PQA 03 - PQA 03 Gynecological Cancer, Pediatric Cancer, and Professional Development Poster Q&A
3510 - Local Recurrence Rates following Equivocal 3-month Post-Treatment PET after High Dose Rate Brachytherapy for Locally Advanced Cervical Cancer: An Updated Cohort
E. Harris1, R. F. Shenker1, J. W. C. Lee2, S. J. Stephens1, D. N. Ayala-Peacock3, and J. P. Chino1; 1Department of Radiation Oncology, Duke University Medical Center, Durham, NC, 2Duke University Medical Center, Durham, NC, 3Duke Cancer Institute, Raleigh-Durham, NC
Purpose/Objective(s): The standard treatment of locally advanced cervical cancer (LACC) includes chemoradiation (CRT) followed by brachytherapy (BT). Positron-emission tomography (PET) is often used to evaluate treatment response three months after completion of BT. PET response on radiology report, however, is often indeterminate within the high-risk clinical target volume (HRCTV). We aim to determine if equivocal PET response correlates with ongoing treatment response or persistent disease.
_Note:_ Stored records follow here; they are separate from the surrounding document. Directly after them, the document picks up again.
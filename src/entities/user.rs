use sea_orm::entity::prelude::*;
use serde::{Deserialize, Serialize};

#[derive(Clone, Debug, PartialEq, Eq, DeriveEntityModel, Serialize, Deserialize)]
#[sea_orm(table_name = "user")]
pub struct Model {
    #[sea_orm(primary_key, auto_increment = false)]
    pub id: Uuid,
    #[sea_orm(unique)]
    pub email: String,
    #[sea_orm(unique)]
    pub username: String,
    #[serde(skip_serializing)]
    pub password_hash: String,
    pub display_name: Option<String>,
    pub role: String,
    pub created_at: DateTimeWithTimeZone,
    pub updated_at: DateTimeWithTimeZone,
}

#[derive(Copy, Clone, Debug, EnumIter, DeriveRelation)]
pub enum Relation {
    #[sea_orm(has_many = "super::game::Entity")]
    Games,
    #[sea_orm(has_many = "super::game_participant::Entity")]
    GameParticipants,
    #[sea_orm(has_many = "super::refresh_token::Entity")]
    RefreshTokens,
}

impl Related<super::game::Entity> for Entity {
    fn to() -> RelationDef {
        Relation::Games.def()
    }
}

impl Related<super::game_participant::Entity> for Entity {
    fn to() -> RelationDef {
        Relation::GameParticipants.def()
    }
}

impl Related<super::refresh_token::Entity> for Entity {
    fn to() -> RelationDef {
        Relation::RefreshTokens.def()
    }
}

impl ActiveModelBehavior for ActiveModel {}
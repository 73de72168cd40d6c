mod common;

use axum::http::StatusCode;
use serde_json::json;

#[tokio::test]
async fn manager_can_create_field() {
    let (app, db) = common::test_app().await;
    let (token, user_id) = common::signup_manager(&app, &db, "fd1").await;

    let (status, body) = common::post_json_with_auth(
        &app,
        "/api/v1/fields",
        &json!({
            "name": "Stadtpark Court",
            "latitude": 48.2082,
            "longitude": 16.3738,
            "isManaged": true,
        }),
        &token,
    )
    .await;

    assert_eq!(status, StatusCode::CREATED, "{body}");
    let v: serde_json::Value = serde_json::from_str(&body).unwrap_or_default();
    assert_eq!(v["name"].as_str(), Some("Stadtpark Court"));
    assert_eq!(v["isManaged"].as_bool(), Some(true));
    assert_eq!(v["managerId"].as_str(), Some(user_id.as_str()));
}

#[tokio::test]
async fn unmanaged_field_has_no_manager() {
    let (app, db) = common::test_app().await;
    let (token, _) = common::signup_manager(&app, &db, "fd2").await;

    let (status, body) = common::post_json_with_auth(
        &app,
        "/api/v1/fields",
        &json!({
            "name": "Open Pitch",
            "latitude": 48.0,
            "longitude": 16.0,
        }),
        &token,
    )
    .await;

    assert_eq!(status, StatusCode::CREATED, "{body}");
    let v: serde_json::Value = serde_json::from_str(&body).unwrap_or_default();
    assert_eq!(v["isManaged"].as_bool(), Some(false));
    assert!(v["managerId"].is_null());
}

#[tokio::test]
async fn plain_user_cannot_create_field() {
    let (app, _db) = common::test_app().await;
    let (token, _) = common::signup(&app, "fd3").await;

    let (status, _) = common::post_json_with_auth(
        &app,
        "/api/v1/fields",
        &json!({
            "name": "Nope",
            "latitude": 48.0,
            "longitude": 16.0,
        }),
        &token,
    )
    .await;
    assert_eq!(status, StatusCode::FORBIDDEN);
}

#[tokio::test]
async fn create_field_validates_coordinates() {
    let (app, db) = common::test_app().await;
    let (token, _) = common::signup_manager(&app, &db, "fd4").await;

    let (status, _) = common::post_json_with_auth(
        &app,
        "/api/v1/fields",
        &json!({
            "name": "Off the Map",
            "latitude": 123.0,
            "longitude": 16.0,
        }),
        &token,
    )
    .await;
    assert_eq!(status, StatusCode::BAD_REQUEST);
}

#[tokio::test]
async fn list_and_get_fields() {
    let (app, db) = common::test_app().await;
    let (token, _) = common::signup_manager(&app, &db, "fd5").await;

    let (_, body) = common::post_json_with_auth(
        &app,
        "/api/v1/fields",
        &json!({
            "name": "Riverside",
            "latitude": 48.0,
            "longitude": 16.0,
        }),
        &token,
    )
    .await;
    let created: serde_json::Value = serde_json::from_str(&body).unwrap_or_default();
    let field_id = created["id"].as_str().unwrap_or_default();

    let (status, body) = common::get(&app, "/api/v1/fields").await;
    assert_eq!(status, StatusCode::OK, "{body}");
    let list: serde_json::Value = serde_json::from_str(&body).unwrap_or_default();
    assert_eq!(list.as_array().map(Vec::len), Some(1));

    let (status, body) = common::get(&app, &format!("/api/v1/fields/{field_id}")).await;
    assert_eq!(status, StatusCode::OK, "{body}");
    let v: serde_json::Value = serde_json::from_str(&body).unwrap_or_default();
    assert_eq!(v["name"].as_str(), Some("Riverside"));
}

#[tokio::test]
async fn get_unknown_field_is_404() {
    let (app, _db) = common::test_app().await;

    let (status, _) =
        common::get(&app, &format!("/api/v1/fields/{}", uuid::Uuid::new_v4())).await;
    assert_eq!(status, StatusCode::NOT_FOUND);
}
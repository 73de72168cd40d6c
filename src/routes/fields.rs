use axum::extract::{Path, Query, State};
use axum::http::StatusCode;
use axum::response::IntoResponse;
use axum::routing::get;
use axum::{Json, Router};
use chrono::{NaiveDate, Utc};
use sea_orm::ActiveValue::Set;
use sea_orm::{ActiveModelTrait, EntityTrait, QueryOrder};
use serde::{Deserialize, Serialize};
use uuid::Uuid;

use crate::auth::middleware::ManagerUser;
use crate::entities::field;
use crate::error::AppError;
use crate::services::availability::AvailabilityService;
use crate::state::AppState;

// ─────────────────────────────────────────────────────────────────────────────
// Router
// ─────────────────────────────────────────────────────────────────────────────

/// Build the field route group: `/fields/...`
pub fn router() -> Router<AppState> {
    Router::new()
        .route("/", get(list_fields).post(create_field))
        .route("/{id}", get(get_field))
        .route("/{id}/availability", get(get_availability))
        .route("/{id}/availability/end-times", get(get_end_times))
}

// ─────────────────────────────────────────────────────────────────────────────
// DTOs
// ─────────────────────────────────────────────────────────────────────────────

#[derive(Deserialize)]
#[serde(rename_all = "camelCase")]
struct CreateFieldRequest {
    name: String,
    latitude: f64,
    longitude: f64,
    #[serde(default)]
    is_managed: bool,
}

#[derive(Serialize)]
#[serde(rename_all = "camelCase")]
struct FieldResponse {
    id: Uuid,
    name: String,
    latitude: f64,
    longitude: f64,
    is_managed: bool,
    manager_id: Option<Uuid>,
    created_at: String,
}

#[derive(Deserialize)]
#[serde(rename_all = "camelCase")]
struct AvailabilityQuery {
    date: String,
    #[serde(default)]
    tz_offset: i32,
}

#[derive(Deserialize)]
#[serde(rename_all = "camelCase")]
struct EndTimesQuery {
    date: String,
    #[serde(default)]
    tz_offset: i32,
    start: String,
}

#[derive(Serialize)]
struct SlotsResponse {
    slots: Vec<String>,
}

#[derive(Serialize)]
#[serde(rename_all = "camelCase")]
struct EndTimesResponse {
    end_times: Vec<String>,
}

// ─────────────────────────────────────────────────────────────────────────────
// Helpers
// ─────────────────────────────────────────────────────────────────────────────

fn field_response(f: &field::Model) -> FieldResponse {
    FieldResponse {
        id: f.id,
        name: f.name.clone(),
        latitude: f.latitude,
        longitude: f.longitude,
        is_managed: f.is_managed,
        manager_id: f.manager_id,
        created_at: f.created_at.to_rfc3339(),
    }
}

fn parse_date(raw: &str) -> Result<NaiveDate, AppError> {
    NaiveDate::parse_from_str(raw, "%Y-%m-%d")
        .map_err(|_| AppError::BadRequest("date must be formatted as YYYY-MM-DD".to_string()))
}

// ─────────────────────────────────────────────────────────────────────────────
// Handlers
// ─────────────────────────────────────────────────────────────────────────────

/// `POST /api/v1/fields` — register a field (managers and admins only).
///
/// A managed field records the creating manager as its approver.
async fn create_field(
    State(state): State<AppState>,
    ManagerUser(manager): ManagerUser,
    Json(body): Json<CreateFieldRequest>,
) -> Result<impl IntoResponse, AppError> {
    if body.name.trim().is_empty() {
        return Err(AppError::BadRequest("Name is required.".to_string()));
    }
    if !(-90.0..=90.0).contains(&body.latitude) || !(-180.0..=180.0).contains(&body.longitude) {
        return Err(AppError::BadRequest(
            "latitude/longitude out of range.".to_string(),
        ));
    }

    let new_field = field::ActiveModel {
        id: Set(Uuid::new_v4()),
        name: Set(body.name.trim().to_string()),
        latitude: Set(body.latitude),
        longitude: Set(body.longitude),
        is_managed: Set(body.is_managed),
        manager_id: Set(body.is_managed.then_some(manager.id)),
        created_at: Set(Utc::now().fixed_offset()),
    };
    let field_model = new_field.insert(&state.db).await?;

    Ok((StatusCode::CREATED, Json(field_response(&field_model))))
}

/// `GET /api/v1/fields`
async fn list_fields(State(state): State<AppState>) -> Result<Json<Vec<FieldResponse>>, AppError> {
    let fields = field::Entity::find()
        .order_by_asc(field::Column::Name)
        .all(&state.db)
        .await?;

    Ok(Json(fields.iter().map(field_response).collect()))
}

/// `GET /api/v1/fields/:id`
async fn get_field(
    State(state): State<AppState>,
    Path(id): Path<Uuid>,
) -> Result<Json<FieldResponse>, AppError> {
    let field_model = field::Entity::find_by_id(id)
        .one(&state.db)
        .await?
        .ok_or_else(|| AppError::NotFound("Field not found.".to_string()))?;

    Ok(Json(field_response(&field_model)))
}

/// `GET /api/v1/fields/:id/availability?date=YYYY-MM-DD&tzOffset=H`
///
/// Free 30-minute start slots for the field on the given local date.
async fn get_availability(
    State(state): State<AppState>,
    Path(id): Path<Uuid>,
    Query(query): Query<AvailabilityQuery>,
) -> Result<Json<SlotsResponse>, AppError> {
    let date = parse_date(&query.date)?;

    let slots = AvailabilityService::free_slots(
        &state.db,
        &state.config.booking,
        id,
        date,
        query.tz_offset,
    )
    .await?;

    Ok(Json(SlotsResponse { slots }))
}

/// `GET /api/v1/fields/:id/availability/end-times?date&tzOffset&start=HH:MM`
///
/// Valid end boundaries for a booking beginning at `start`, following the
/// contiguous run of free slots.
async fn get_end_times(
    State(state): State<AppState>,
    Path(id): Path<Uuid>,
    Query(query): Query<EndTimesQuery>,
) -> Result<Json<EndTimesResponse>, AppError> {
    let date = parse_date(&query.date)?;

    let end_times = AvailabilityService::end_times(
        &state.db,
        &state.config.booking,
        id,
        date,
        query.tz_offset,
        &query.start,
    )
    .await?;

    Ok(Json(EndTimesResponse { end_times }))
}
This study provides an update of prior work presented at the ABS Annual Meeting in 2023. Materials/
Methods: This study was approved by our institutional IRB. Patients treated with CRT and high dose rate (HDR) BT for LACC at our institution from 2010–2020 were retrospectively reviewed. Those without 3-month post-treatment PET were not included. A complete response (CR) was defined as no concern for disease by treating physician and radiologist interpretation (RI). An equivocal response (ER) was defined by RI written as potential residual disease. Definite residual disease (RD) was indicated by radiology written interpretation as such. SUVmax for pre- and post-treatment PET was recorded. 5-year cervical control stratified by radiology read was determined by the Kaplan-Meier method; cohorts were compared by logrank test with a p-value of <0.05 set as the threshold for statistical significance. Results: 98 patients were treated with CRT + HDR BT, of which 85 had post-treatment PET available for review. Median HRCTV D90 dose was 87.2 Gy (IQR 85.8 Gy – 89.4 Gy). Median HRCTV D98 was 78.0 Gy (IQR 76.5 Gy – 79.8 Gy). Median time from end of BT to PET was 3.3 months (IQR, 3.0 – 3.5). 5-year cervical control in all patients with post-treatment PET was 84.4% (95% CI 76.2 – 92.6). 76.5% of patients (n=65) were interpreted to have a CR, of which 2 experienced a local recurrence. 20% of patients (n=17) were interpreted to have an ER, of which 2 experienced a local recurrence. 3 patients were noted to have definite RD, each with clinically confirmed local recurrence. 5-year cervical control rate for those with a CR and ER by RI was 85.9% (95% CI 76.7 – 95.1%) and 94.1% (95% CI 82.9 – 100%), respectively. There was no difference in 5-year cervical control rate between CR and ER by RI (p= 0.490). 5-year cervical control rate for those with RD was 0%. 5-year cervical control rate of ER and CR compared to RD was significantly improved (p= <0.001 for both comparisons). Of those with an ER and with available pre- and post-treatment PET (n=12), the mean difference of SUVmax between pre- and post-treatment imaging was 10.5 (range 0.4 – 25.5). Conclusion: Concern for residual disease on PET following definitive treatment for LACC is present in up to 1 of 5 patients. Local recurrences, however, in the HDR BT field are rare for patients with an equivocal post-treatment PET, with rates similar to those determined to have a CR. The majority of patients with equivocal post-treatment PET do not experience local failures and may be safely followed with serial imaging.